We have not seen handsome native women before, but they are plentiful enough here. None of them are really bad-looking, and every other one is a beauty, by my standards.

We were well up into the city now, and could see what the place was like. The streets were not over-wide, and the houses had an Oriental look, with their stuccoed walls and their projecting Arab windows. They were full of people and donkeys—very small donkeys with great pack baskets of vegetables and other merchandise—but we could not well observe these things because of the beggars and bootblacks and would-be guides, besides all the sellers of postal cards and trinkets.

It was worse than Madeira, worse than Gibraltar, worse even than Algiers. England ought to be ashamed of herself to permit, in one of her possessions, such lavish and ostentatious poverty as exists in Malta. When we got out of the carriages we were overwhelmed. They stormed around us; they separated us; they fought over us; they were ready to devour us piecemeal. Some of us escaped into shops—some into the museum—some into St. John's Cathedral, which was across the way.

Laura and I were among the last named, and we drew a long breath as we slipped into that magnificent place. We rejoiced a little too soon, however, for a second later we were nabbed by a guide, and there was no escape. We couldn't make a row in a church, especially as services were going on; at least, we didn't think it safe to try.

It is a magnificent church—the most elaborately decorated, I believe, in all Europe. Grand Master John L'Eveque de la Cassar, at his own expense, put up the building, and all Europe contributed to its wealth and splendor. Its spacious floor is one vast mosaic of memorial tablets to dead heroes. There are four hundred richly inlaid slabs, each bearing a coat of arms and inscriptions in colors. They are wonderfully beautiful; no other church in the world has such a floor. Napoleon Bonaparte, who was a greater vandal than a soldier, allowed his troops to rifle St. John's when he took possession of Malta in 1798. But there are riches enough there now and apparently Napoleon did not deface the edifice itself.

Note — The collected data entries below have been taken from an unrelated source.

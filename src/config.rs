//! Settings loaded from the process environment.

use std::env;
use std::error::Error;
use std::sync::Arc;
use std::time::Duration;

use crate::caf::cache::{CacheService, MemoryCache, RedisCache, DEFAULT_CAPACITY};
use crate::caf::validator::{ValidatorConfig, DEFAULT_VALIDITY_MONTHS, USED_FOLIO_TTL};
use crate::caf::{CacheError, Caf, UsedFolio};

/// Where validated CAFs are cached.
#[derive(Debug, Clone, Copy, PartialEq, Eq)]
pub enum CacheBackend {
    Memory,
    Redis,
}

impl std::str::FromStr for CacheBackend {
    type Err = String;

    fn from_str(s: &str) -> Result<Self, Self::Err> {
        match s.trim().to_ascii_lowercase().as_str() {
            "memory" => Ok(CacheBackend::Memory),
            "redis" => Ok(CacheBackend::Redis),
            other => Err(format!("unknown cache backend {:?}", other)),
        }
    }
}

#[derive(Debug, Clone, PartialEq)]
pub struct Settings {
    pub cache_backend: CacheBackend,
    pub redis_url: String,
    pub cache_ttl_secs: u64,
    pub used_folio_ttl_secs: u64,
    pub cache_capacity: u64,
    pub enforce_expiry: bool,
    pub validity_months: u32,
}

impl Settings {
    /// Build settings from any key lookup, falling back to defaults.
    pub fn from_lookup<F>(lookup: F) -> Result<Self, Box<dyn Error>>
    where
        F: Fn(&str) -> Option<String>,
    {
        Ok(Settings {
            cache_backend: lookup("CAF_CACHE_BACKEND")
                .unwrap_or_else(|| "memory".to_string())
                .parse()?,
            redis_url: lookup("REDIS_URL").unwrap_or_else(|| "redis://localhost:6379".to_string()),
            cache_ttl_secs: lookup("CAF_CACHE_TTL_SECS")
                .unwrap_or_else(|| "86400".to_string())
                .parse()?,
            used_folio_ttl_secs: lookup("CAF_USED_FOLIO_TTL_SECS")
                .map(|v| v.parse())
                .transpose()?
                .unwrap_or(USED_FOLIO_TTL.as_secs()),
            cache_capacity: lookup("CAF_CACHE_CAPACITY")
                .map(|v| v.parse())
                .transpose()?
                .unwrap_or(DEFAULT_CAPACITY),
            enforce_expiry: lookup("CAF_ENFORCE_EXPIRY")
                .unwrap_or_else(|| "false".to_string())
                .parse()?,
            validity_months: lookup("CAF_VALIDITY_MONTHS")
                .map(|v| v.parse())
                .transpose()?
                .unwrap_or(DEFAULT_VALIDITY_MONTHS),
        })
    }

    pub fn validator_config(&self) -> ValidatorConfig {
        ValidatorConfig {
            cache_ttl: Duration::from_secs(self.cache_ttl_secs),
            used_folio_ttl: Duration::from_secs(self.used_folio_ttl_secs),
            validity_months: self.validity_months,
            enforce_expiry: self.enforce_expiry,
        }
    }

    /// Create the configured cache backend.
    pub fn build_cache(&self) -> Result<Arc<dyn CacheService<Caf>>, CacheError> {
        match self.cache_backend {
            CacheBackend::Memory => Ok(Arc::new(MemoryCache::<Caf>::new(self.cache_capacity))),
            CacheBackend::Redis => Ok(Arc::new(RedisCache::<Caf>::open(&self.redis_url)?)),
        }
    }

    /// Create the used-folio store on the configured backend.
    pub fn build_used_folio_store(&self) -> Result<Arc<dyn CacheService<UsedFolio>>, CacheError> {
        match self.cache_backend {
            CacheBackend::Memory => Ok(Arc::new(MemoryCache::<UsedFolio>::new(
                self.cache_capacity,
            ))),
            CacheBackend::Redis => Ok(Arc::new(RedisCache::<UsedFolio>::open(&self.redis_url)?)),
        }
    }
}

pub fn load_config() -> Result<Settings, Box<dyn Error>> {
    Settings::from_lookup(|key| env::var(key).ok())
}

The upper part of the Cathedral can only be comprehended in the single word "gorgeous." To attempt to put into sentences any impressions of its lavish ceiling and decorations and furnishings would be to cheapen a thing which, though ornate, is not cheap and does not look so. There are paintings by Correggio and other Italian masters, and rare sacred statuary, and there is a solid silver altar rail which Napoleon did not carry off because a thoughtful priest quickly gave it a coat of lampblack when he heard the soldiers coming.